Бережно держа прохладные хрупкие стебельки в руке, я думал о том, что идут минуты, счастливейшие не только для меня и для всех, кто со мной, не только для наших друзей и союзников, далеких и близких, но — я в это верил тогда и верю теперь — счастливейшие часы для тех, кто, наверное, считал тогда день нашей Победы днем своего национального несчастья. Даже для них. Ведь им пришлось хлебнуть кровавого лиха предостаточно: у Германии под конец войны не осталось безопасного тыла, в любую ночь многотонная тротиловая смерть могла упасть с гудящего бомбовозами неба на любой немецкий город, на любой дом, на любую семью — и падала. Нет, думалось мне, — и немцы позже, пусть значительно позже, но поймут, что не трауром нужно отмечать им этот день. Теперь-то война против нас невозможна, — весьма уверенно рассуждал я тогда. Кто против нас пойдет? Англичане, американцы, французы — наши союзники. Германия разбита, подняться ей вновь для войны не дадут.

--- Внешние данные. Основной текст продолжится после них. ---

//! Output destinations for downloaded bytes.
//!
//! Both sinks accept positional writes from concurrently running workers
//! (each worker owns a disjoint region) as well as a sequential streaming
//! write for the whole-body fallback path.

#![allow(clippy::cast_possible_truncation)]

use std::io::SeekFrom;
use std::path::{Path, PathBuf};
use std::sync::Mutex;

use bytes::Bytes;
use futures_util::StreamExt;
use tokio::fs::{File, OpenOptions};
use tokio::io::{AsyncSeekExt, AsyncWriteExt};

use crate::error::{FetchError, FetchResult};

/// Destination of downloaded bytes: a file written at absolute offsets, or a
/// growable in-memory buffer.
pub(crate) enum OutputSink {
    File(FileSink),
    Buffer(BufferSink),
}

impl OutputSink {
    /// Creates (or truncates) `path` and returns a file-backed sink.
    ///
    /// The create happens eagerly so an unwritable path fails the download
    /// before any network traffic.
    pub async fn file(path: &Path) -> FetchResult<Self> {
        File::create(path).await?;
        Ok(Self::File(FileSink {
            path: path.to_path_buf(),
        }))
    }

    /// Returns an empty in-memory sink.
    pub fn buffer() -> Self {
        Self::Buffer(BufferSink {
            buf: Mutex::new(Vec::new()),
        })
    }

    /// Writes `data` at the absolute `offset`, extending the sink as needed.
    pub async fn write_at(&self, offset: u64, data: &[u8]) -> FetchResult<()> {
        match self {
            Self::File(file) => file.write_at(offset, data).await,
            Self::Buffer(buffer) => buffer.write_at(offset, data),
        }
    }

    /// Streams an entire response body into the sink sequentially.
    ///
    /// Returns the number of bytes written.
    pub async fn write_stream(&self, response: reqwest::Response) -> FetchResult<u64> {
        match self {
            Self::File(file) => file.write_stream(response).await,
            Self::Buffer(buffer) => buffer.write_stream(response).await,
        }
    }

    /// Current length of the sink in bytes.
    pub async fn len(&self) -> FetchResult<u64> {
        match self {
            Self::File(file) => Ok(tokio::fs::metadata(&file.path).await?.len()),
            Self::Buffer(buffer) => buffer.len(),
        }
    }

    /// Takes the assembled bytes out of a buffer sink; empty for a file sink,
    /// whose contents live on disk.
    pub fn take_body(&self) -> FetchResult<Bytes> {
        match self {
            Self::File(_) => Ok(Bytes::new()),
            Self::Buffer(buffer) => buffer.take(),
        }
    }
}

/// File-backed sink. Positional writes open their own handle so concurrent
/// workers never share a seek position.
pub(crate) struct FileSink {
    path: PathBuf,
}

impl FileSink {
    async fn write_at(&self, offset: u64, data: &[u8]) -> FetchResult<()> {
        let mut file = OpenOptions::new().write(true).open(&self.path).await?;
        file.seek(SeekFrom::Start(offset)).await?;
        file.write_all(data).await?;
        file.flush().await?;
        Ok(())
    }

    async fn write_stream(&self, response: reqwest::Response) -> FetchResult<u64> {
        let mut file = OpenOptions::new().write(true).open(&self.path).await?;
        let mut stream = response.bytes_stream();
        let mut written = 0u64;

        while let Some(chunk) = stream.next().await {
            let chunk = chunk?;
            file.write_all(&chunk).await?;
            written += chunk.len() as u64;
        }

        file.flush().await?;
        Ok(written)
    }
}

/// Growable in-memory sink. Writes past the current length zero-fill the gap
/// so out-of-order chunk completion cannot corrupt the layout.
pub(crate) struct BufferSink {
    buf: Mutex<Vec<u8>>,
}

impl BufferSink {
    fn lock(&self) -> FetchResult<std::sync::MutexGuard<'_, Vec<u8>>> {
        self.buf
            .lock()
            .map_err(|_| FetchError::Io(std::io::Error::other("mutex poisoned")))
    }

    fn write_at(&self, offset: u64, data: &[u8]) -> FetchResult<()> {
        let mut buf = self.lock()?;
        let end = offset as usize + data.len();
        if buf.len() < end {
            buf.resize(end, 0);
        }
        buf[offset as usize..end].copy_from_slice(data);
        Ok(())
    }

    async fn write_stream(&self, response: reqwest::Response) -> FetchResult<u64> {
        let mut stream = response.bytes_stream();
        let mut written = 0u64;

        while let Some(chunk) = stream.next().await {
            let chunk = chunk?;
            written += chunk.len() as u64;
            self.lock()?.extend_from_slice(&chunk);
        }

        Ok(written)
    }

    fn len(&self) -> FetchResult<u64> {
        Ok(self.lock()?.len() as u64)
    }

    fn take(&self) -> FetchResult<Bytes> {
        let mut buf = self.lock()?;
        Ok(Bytes::from(std::mem::take(&mut *buf)))
    }
}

Так рассуждал я в тот майский день, благодушно держа в руках сорванные фиалки. Но вдруг вспомнилось тогда: «А не забыл — в сорок первом, тоже весной, на бывшей «линии Маннергейма» — считал, что войны больше не будет. И ошибся!» Холодком прошло по сердцу; «А вдруг ошибаюсь и на этот раз? Неужели все тяжкое, что позади, может когда-нибудь повториться?»

Нет, в тот сияющий майский день сорок пятого года в это не хотелось верить. И тревожную мысль, промелькнувшую в минуты, когда стоял в траве, вертя в пальцах сорванные фиалки, мысль эту постарался я прогнать — она была как тень одинокого облачка, пробежавшая по освещенному солнцем лугу, — быстролетная, небольшая тень.

А вот поди ж ты, оставила след на столько лет…

Сейчас передо мною снова стоят фиалки, те, что принесены Риной. Весь стакан наполнен серебряными искрами молодого весеннего солнца. Такие же фиалки росли на бывшей «линии Маннергейма» далекой весной сорок первого года, такие же сорвал я возле австрийской березовой рощи светлым майским утром сорок пятого.

Фиалки для меня — цветы мира и счастья. Это наши с Риной, ее любимые цветы, которые я дарил ей, когда она еще не была моей женою. Они — вехи в нашей жизни, ее сигнальные синие огоньки. Помню, как рассмеялась Рина, счастливо и чуть иронически, когда я ввалился в комнату с патронным ящиком, из которого густо торчали фиалки, слегка прикрывшие лепестки от пасмури. Как они распустились потом, отогревшись в нашей комнате… Как мы были счастливы той весной, первой нашей весной, — весной сорок первого года. Если бы мы могли предугадать, что принесет нам и всем людям этот год!

А те две фиалки, которые я сорвал на привале ранним утром восьмого мая сорок пятого года, были не только символом весны и мира. Мир означал возвращение. Возвращение ко всему, от чего оторвала война. Возвращение к Рине. Мечтой об этом я жил четыре военных года. Как и она.

Я старательно спрятал тогда те две фиалки в сумку между письмами Рины.